The rise of the nation’s first neoconservative prime minister, Stephen Harper; the unchecked dominance of a fossil-fuel industry condemned by environmentalists as the world’s filthiest; the decline of a once-influential labor movement and of the socialist New Democratic Party that during my youth served as the conscience of the centrist Liberal-Tory duopoly; the silencing of a once-noisy anti-war movement.

And today, a weak, faux “populist” regime under the son of the late, great Pierre Trudeau, kowtowing to the likes of Mike Pompeo, Eliot Abrams and Donald Trump himself, arresting the daughter of Huawei’s founder and imposing crippling sanctions on struggling Latin American countries, while the electorate utters not a peep of dissent (except when they are shocked, shocked to hear that Justin once attended a costume party in brownface).

This Canadian is old enough to remember a time when we marched in the streets against the wrongs and excesses of our American cousins, and of the Russians and the Chinese and apartheid South Africans and others, a time when we dared to believe democracy would win the day eventually.

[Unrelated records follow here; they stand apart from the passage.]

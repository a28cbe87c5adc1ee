//! AMQP integration for the dispatch subsystem
//!
//! This module owns the broker connection, the per-purpose channel cache and
//! the queue registry that producers publish through.

pub mod connection;
pub mod manager;
pub mod memory;
pub mod registry;
pub mod transport;

// Re-export commonly used types
pub use connection::AmqpConnector;
pub use manager::{ConnectionManager, LiveConnection, PurposeChannel};
pub use memory::{InMemoryBroker, PublishedMessage};
pub use registry::{QueueChannel, QueueRegistry};
pub use transport::{BrokerChannel, BrokerConnection, ConnectionStatus, Connector};
//! Roster Dispatch - background task dispatch for roster refreshes
//!
//! This crate lazily connects to a local AMQP broker, caches one channel per
//! queue, and exposes a fire-and-forget `Dispatcher::send` that producers
//! (HTTP hooks, handlers) call after their synchronous work succeeds.

pub mod amqp;
pub mod config;
pub mod dispatch;
pub mod error;
pub mod metrics;
pub mod service;
pub mod types;

// Re-export commonly used types and traits
pub use error::{DispatchError, Result};
pub use types::*;

// Re-export key components
pub use amqp::{ConnectionManager, ConnectionStatus, InMemoryBroker};
pub use dispatch::{DispatchHook, Dispatcher, TaskDispatcher};

/// Library version
pub const VERSION: &str = env!("CARGO_PKG_VERSION");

Now we are content just to lie on the sofa sipping Tim Hortons, munching Coffee Crisp, watching Netflix, and badmouthing on our iPhone’s Facebook app those who dissent from official narratives.

David Simmons is a Canadian journalist based in Thailand. He has worked for newspapers and news websites in four countries, three of them in Asia. He holds a bachelor’s degree in linguistics from the University of British Columbia and a diploma in journalism from Langara College in Vancouver.